▸ Records provided:

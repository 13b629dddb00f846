//! Rating system for recorded games
//!
//! This module provides the calculator interface and the multiplayer Elo
//! update every season uses. Nothing in here performs I/O.

pub mod calculator;
pub mod multi_elo;

// Re-export commonly used types
pub use calculator::{PlacementEntry, RatingCalculator, RatingChange};
pub use multi_elo::{
    compute_updated_ratings, validate_season_config, MultiEloCalculator, MultiEloConfig,
    RATING_LIMIT,
};
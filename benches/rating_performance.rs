//! Performance benchmarks for rating calculations and game submission

use criterion::{black_box, criterion_group, criterion_main, BenchmarkId, Criterion};
use podium::identity::TimeOrderedIdGenerator;
use podium::metrics::MetricsCollector;
use podium::rating::{compute_updated_ratings, MultiEloCalculator, PlacementEntry, RatingCalculator};
use podium::types::{GameSubmission, SeasonConfig, SubmittedResult};
use podium::{InMemoryStorage, LedgerService};
use std::sync::Arc;

fn bench_entries(players: usize) -> Vec<PlacementEntry> {
    (0..players)
        .map(|i| {
            PlacementEntry::new(
                format!("player#{}", i),
                i as u32 + 1,
                1100 + (i as i64 * 37) % 250,
            )
        })
        .collect()
}

fn create_bench_ledger() -> LedgerService {
    LedgerService::new(
        Arc::new(InMemoryStorage::new()),
        Arc::new(TimeOrderedIdGenerator::new()),
        SeasonConfig::default(),
        Arc::new(MetricsCollector::new().unwrap()),
    )
}

fn bench_rating_calculations(c: &mut Criterion) {
    let mut group = c.benchmark_group("compute_updated_ratings");

    for players in [2usize, 4, 8, 16] {
        let entries = bench_entries(players);
        group.bench_with_input(BenchmarkId::from_parameter(players), &entries, |b, entries| {
            b.iter(|| black_box(compute_updated_ratings(entries, 32.0, 400.0)))
        });
    }

    group.finish();
}

fn bench_calculator(c: &mut Criterion) {
    let calculator = MultiEloCalculator::for_season(&SeasonConfig::default()).unwrap();
    let entries = bench_entries(4);

    c.bench_function("multi_elo_calculator_4_players", |b| {
        b.iter(|| black_box(calculator.calculate_rating_changes(&entries)))
    });
}

fn bench_submit_game(c: &mut Criterion) {
    let rt = tokio::runtime::Runtime::new().unwrap();
    let ledger = create_bench_ledger();
    let season = rt
        .block_on(ledger.create_season("Bench", None))
        .unwrap();

    c.bench_function("submit_game_new_players", |b| {
        b.iter(|| {
            rt.block_on(async {
                let submission = GameSubmission {
                    season_id: season.id.clone(),
                    results: vec![
                        SubmittedResult::unknown("Ann", 1),
                        SubmittedResult::unknown("Ben", 2),
                        SubmittedResult::unknown("Cal", 3),
                        SubmittedResult::unknown("Dee", 4),
                    ],
                };

                black_box(ledger.submit_game(submission).await)
            })
        })
    });
}

criterion_group!(
    benches,
    bench_rating_calculations,
    bench_calculator,
    bench_submit_game
);
criterion_main!(benches);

▸ Goal of the exercise:
Your reply should consist of one number: how many lines above contain the word "types".

▸ Problem solution:
2